About the future.  Specifically, how I can get strategies in place to prepare for stuff that will come up as my kids get older.  Because the things that will come up, in the main, scare me shitless.  We live in such a patriarchal fog that virtually everything that is to come will bring with it shit that will intersect with my feminist mothering in a bad, bad, scary way.

What strikes me when I think about this stuff (in the nanosecond I think about it before I decide it’s ‘wine time’), is that for all my desire to parent my daughter and my son the same way,  that patriarchal fog gets in the way of even that.

I was talking about rape last time, and it got me thinking about the (supposedly) thorny issue of consent (which to my mind isn’t actually very thorny at all, but hey, I’m simple like that).

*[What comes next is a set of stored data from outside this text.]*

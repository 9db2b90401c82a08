//! Оценщик пятикарточных покерных рук для Linera.
//!
//! Ядро (`domain` + `eval`) — чистые функции без состояния:
//! `classify(hand)` и `compare(hand_a, hand_b)`. Здесь же описываем ABI
//! (Operation / Query / Response), через который contract/service
//! отдают эти функции наружу.

pub mod api;
pub mod domain;
pub mod eval;
pub mod scenarios;

use linera_sdk::linera_base_types::{ContractAbi, ServiceAbi};
use serde::{Deserialize, Serialize};

use crate::api::{ApiError, Query, QueryResponse};

pub use crate::domain::{Card, Hand, HandError, Rank, Suit};
pub use crate::eval::{classify, compare, HandCategory, Seat, Verdict};

/// Операции, которые модуль принимает.
///
/// Состояния нет, поэтому операция — это тот же запрос на чтение.
#[derive(Clone, Debug, Serialize, Deserialize)]
pub enum ShowdownOperation {
    Query(Query),
}

/// Ответ на операцию или запрос.
pub type ShowdownResponse = Result<QueryResponse, ApiError>;

/// ABI для контракта и сервиса.
#[derive(Clone, Debug)]
pub struct ShowdownAbi;

impl ContractAbi for ShowdownAbi {
    type Operation = ShowdownOperation;
    type Response = ShowdownResponse;
}

impl ServiceAbi for ShowdownAbi {
    type Query = Query;
    type QueryResponse = ShowdownResponse;
}

/// Выполнить операцию.
pub fn execute_operation(operation: ShowdownOperation) -> ShowdownResponse {
    match operation {
        ShowdownOperation::Query(query) => api::handle_query(query),
    }
}
use core::fmt;

use serde::{Deserialize, Serialize};
use thiserror::Error;

use crate::domain::card::Card;

/// Сколько карт в руке.
pub const HAND_SIZE: usize = 5;

/// Ошибки построения руки.
#[derive(Clone, Debug, Error, PartialEq, Eq)]
pub enum HandError {
    #[error("рука должна содержать {expected} карт, получено {actual}")]
    InvalidSize { expected: usize, actual: usize },
}

/// Пятикарточная рука.
///
/// Длина зашита в тип, поэтому все предикаты над `Hand` тотальны.
/// Повторяющиеся карты не проверяются: легальность колоды — забота
/// вызывающей стороны.
#[derive(Clone, Copy, Debug, Serialize, Deserialize, PartialEq, Eq, Hash)]
pub struct Hand([Card; HAND_SIZE]);

impl Hand {
    pub const fn new(cards: [Card; HAND_SIZE]) -> Self {
        Self(cards)
    }

    /// Карты в том порядке, в каком их передали.
    pub fn cards(&self) -> &[Card; HAND_SIZE] {
        &self.0
    }

    pub fn iter(&self) -> impl Iterator<Item = &Card> {
        self.0.iter()
    }
}

impl From<[Card; HAND_SIZE]> for Hand {
    fn from(cards: [Card; HAND_SIZE]) -> Self {
        Self::new(cards)
    }
}

impl TryFrom<&[Card]> for Hand {
    type Error = HandError;

    fn try_from(cards: &[Card]) -> Result<Self, Self::Error> {
        let cards: [Card; HAND_SIZE] = cards.try_into().map_err(|_| HandError::InvalidSize {
            expected: HAND_SIZE,
            actual: cards.len(),
        })?;
        Ok(Self(cards))
    }
}

impl TryFrom<Vec<Card>> for Hand {
    type Error = HandError;

    fn try_from(cards: Vec<Card>) -> Result<Self, Self::Error> {
        Self::try_from(cards.as_slice())
    }
}

impl fmt::Display for Hand {
    /// Формат вида `Ah Kh Qh Jh Th`.
    fn fmt(&self, f: &mut fmt::Formatter<'_>) -> fmt::Result {
        for (i, card) in self.0.iter().enumerate() {
            if i > 0 {
                write!(f, " ")?;
            }
            write!(f, "{card}")?;
        }
        Ok(())
    }
}
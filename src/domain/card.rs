use core::fmt;

use serde::{Deserialize, Serialize};

/// Масть карты. Порядка между мастями нет, только равенство.
#[derive(Clone, Copy, Debug, Serialize, Deserialize, PartialEq, Eq, Hash)]
pub enum Suit {
    Hearts,   // ♥
    Diamonds, // ♦
    Clubs,    // ♣
    Spades,   // ♠
}

impl Suit {
    pub const ALL: [Suit; 4] = [Suit::Hearts, Suit::Diamonds, Suit::Clubs, Suit::Spades];
}

/// Ранг карты.
///
/// Объявлены от старшего к младшему: порядковый номер (`ordinal`)
/// у туза 0, у двойки 12. Этот номер — индекс в таблице частот
/// и шаг при поиске стрита. `Ord` идёт по тому же номеру: `Ace < King`.
#[derive(Clone, Copy, Debug, Serialize, Deserialize, PartialEq, Eq, Hash, Ord, PartialOrd)]
pub enum Rank {
    Ace = 0,
    King,
    Queen,
    Jack,
    Ten,
    Nine,
    Eight,
    Seven,
    Six,
    Five,
    Four,
    Three,
    Two,
}

impl Rank {
    /// Количество рангов в колоде.
    pub const COUNT: usize = 13;

    /// Все ранги от туза до двойки.
    pub const ALL: [Rank; Rank::COUNT] = [
        Rank::Ace,
        Rank::King,
        Rank::Queen,
        Rank::Jack,
        Rank::Ten,
        Rank::Nine,
        Rank::Eight,
        Rank::Seven,
        Rank::Six,
        Rank::Five,
        Rank::Four,
        Rank::Three,
        Rank::Two,
    ];

    /// Позиция ранга: 0 = туз, 12 = двойка.
    pub const fn ordinal(self) -> usize {
        self as usize
    }
}

/// Обычная покерная карта (52-карточная колода).
#[derive(Clone, Copy, Debug, Serialize, Deserialize, PartialEq, Eq, Hash)]
pub struct Card {
    pub rank: Rank,
    pub suit: Suit,
}

impl Card {
    pub const fn new(rank: Rank, suit: Suit) -> Self {
        Self { rank, suit }
    }
}

impl fmt::Display for Suit {
    fn fmt(&self, f: &mut fmt::Formatter<'_>) -> fmt::Result {
        let ch = match self {
            Suit::Hearts => 'h',
            Suit::Diamonds => 'd',
            Suit::Clubs => 'c',
            Suit::Spades => 's',
        };
        write!(f, "{ch}")
    }
}

impl fmt::Display for Rank {
    fn fmt(&self, f: &mut fmt::Formatter<'_>) -> fmt::Result {
        let ch = match self {
            Rank::Ace => 'A',
            Rank::King => 'K',
            Rank::Queen => 'Q',
            Rank::Jack => 'J',
            Rank::Ten => 'T',
            Rank::Nine => '9',
            Rank::Eight => '8',
            Rank::Seven => '7',
            Rank::Six => '6',
            Rank::Five => '5',
            Rank::Four => '4',
            Rank::Three => '3',
            Rank::Two => '2',
        };
        write!(f, "{ch}")
    }
}

impl fmt::Display for Card {
    /// Формат вида `Ah`, `Td`, `7c`.
    fn fmt(&self, f: &mut fmt::Formatter<'_>) -> fmt::Result {
        write!(f, "{}{}", self.rank, self.suit)
    }
}

#[cfg(test)]
mod tests {
    use super::*;

    #[test]
    fn ordinals_follow_declaration_order() {
        for (i, rank) in Rank::ALL.iter().enumerate() {
            assert_eq!(rank.ordinal(), i);
        }
        assert_eq!(Rank::Ace.ordinal(), 0);
        assert_eq!(Rank::Two.ordinal(), 12);
    }

    #[test]
    fn ord_matches_ordinal() {
        let mut ranks = [Rank::Two, Rank::Ten, Rank::Ace, Rank::King];
        ranks.sort_unstable();
        assert_eq!(ranks, [Rank::Ace, Rank::King, Rank::Ten, Rank::Two]);
        assert!(Rank::ALL.windows(2).all(|pair| pair[0] < pair[1]));
    }

    #[test]
    fn card_display() {
        assert_eq!(Card::new(Rank::Ace, Suit::Hearts).to_string(), "Ah");
        assert_eq!(Card::new(Rank::Ten, Suit::Diamonds).to_string(), "Td");
        assert_eq!(Card::new(Rank::Seven, Suit::Clubs).to_string(), "7c");
    }
}
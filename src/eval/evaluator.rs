use crate::domain::hand::Hand;

use super::hand_category::HandCategory;
use super::predicates::{
    is_flush, is_four_of_a_kind, is_full_house, is_pair, is_royal_flush, is_straight,
    is_straight_flush, is_three_of_a_kind, is_two_pair,
};

type Predicate = fn(&Hand) -> bool;

/// Проверки от сильнейшей категории к слабейшей.
///
/// Порядок строк — инвариант: предикаты пересекаются (тройка верна и для
/// фулл-хауса), и правильную категорию даёт только первое совпадение.
/// Старшей карте проверка не нужна — это значение по умолчанию.
const CATEGORY_CHECKS: [(HandCategory, Predicate); 9] = [
    (HandCategory::RoyalFlush, is_royal_flush),
    (HandCategory::StraightFlush, is_straight_flush),
    (HandCategory::FourOfAKind, is_four_of_a_kind),
    (HandCategory::FullHouse, is_full_house),
    (HandCategory::Flush, is_flush),
    (HandCategory::Straight, is_straight),
    (HandCategory::ThreeOfAKind, is_three_of_a_kind),
    (HandCategory::TwoPair, is_two_pair),
    (HandCategory::Pair, is_pair),
];

/// Главная функция: категория пятикарточной руки.
///
/// Первое сработавшее правило из `CATEGORY_CHECKS`, иначе `HighCard`.
pub fn classify(hand: &Hand) -> HandCategory {
    CATEGORY_CHECKS
        .iter()
        .find(|(_, check)| check(hand))
        .map(|(category, _)| *category)
        .unwrap_or(HandCategory::HighCard)
}

/// Все категории, чьи предикаты верны для руки, от сильнейшей к слабейшей.
///
/// Последним элементом всегда идёт `HighCard`. Первый элемент совпадает
/// с `classify(hand)`.
pub fn matching_categories(hand: &Hand) -> Vec<HandCategory> {
    CATEGORY_CHECKS
        .iter()
        .filter(|(_, check)| check(hand))
        .map(|(category, _)| *category)
        .chain(std::iter::once(HandCategory::HighCard))
        .collect()
}

impl Hand {
    /// Сокращение для `classify(self)`.
    pub fn category(&self) -> HandCategory {
        classify(self)
    }
}
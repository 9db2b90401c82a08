//! Доменная модель: ранги, масти, карты и пятикарточная рука.

pub mod card;
pub mod hand;

// Удобные реэкспорты, чтобы в других модулях писать crate::domain::Card и т.п.
pub use card::*;
pub use hand::*;
use indexmap::IndexSet;

use crate::model::DocumentLink;
use crate::page::Page;

/// Visible text every bulletin attachment link carries.
pub const MARKER: &str = "Documentos adjuntos";

/// Collect marker anchors from the page and all its frames, deduplicated by
/// `(label, url)`. First-seen order is kept so sequence numbers are stable.
pub fn locate(page: &Page) -> Vec<DocumentLink> {
    let links: IndexSet<DocumentLink> = page
        .documents()
        .flat_map(|doc| doc.anchors_matching(|text| text.contains(MARKER)))
        .map(|a| DocumentLink {
            label: a.text,
            url: a.href,
        })
        .collect();
    links.into_iter().collect()
}

// ── Tests ──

So I was thinking about consent and sex, and then about my kids journeying into the sexual arena (when they’re, like, 30 40 or so…) and how to teach them about sexual integrity.

And here are my initial, knee-jerk thoughts:

To Boogie I would say: Don’t do anything you’re not absolutely sure you want to do.

To L’il Boo I would say: Don’t do anything unless you’re absolutely sure that the other person wants to do it to.

Recognise anything there?  See that glaring assumption that my boy (my beautiful, sweet boy) will be the one who ‘wants’ it and my girl (my feisty, strong-minded girl) will be the one who isn’t sure if she ‘wants’ it or not?  Oh, Patriarchy, you fucker, you.

There, in a nutshell – the Patriarchy’s influence on how I view my children.  In my head almost (thank goddess for the ‘almost’) automatically, my boy will be, not the ‘aggressor’ (not if I have anything to do with it – and I do), but he will be the ‘leader’ of any sexual situation he finds himself in.  By contrast, Boogie will be the ‘follower’.  Bizarrely, these initial thoughts remain even if I assume my children will both be gay.

How fucked up is that?

It’s rapidly becoming ever clearer to me that nothing, not nuttin‘, can be taken for granted.  Not a single initial thought can be trusted.  Not a single thought can pass through my stereotype-primed brain without it then having to be filtered repeatedly  for Patriarchal crappiness.  My brain is becoming the human equivalent of a Fluid Catalytic Cracker (which, if you’re interested is this)

Did I mention feminist mothing is fucking exhausting?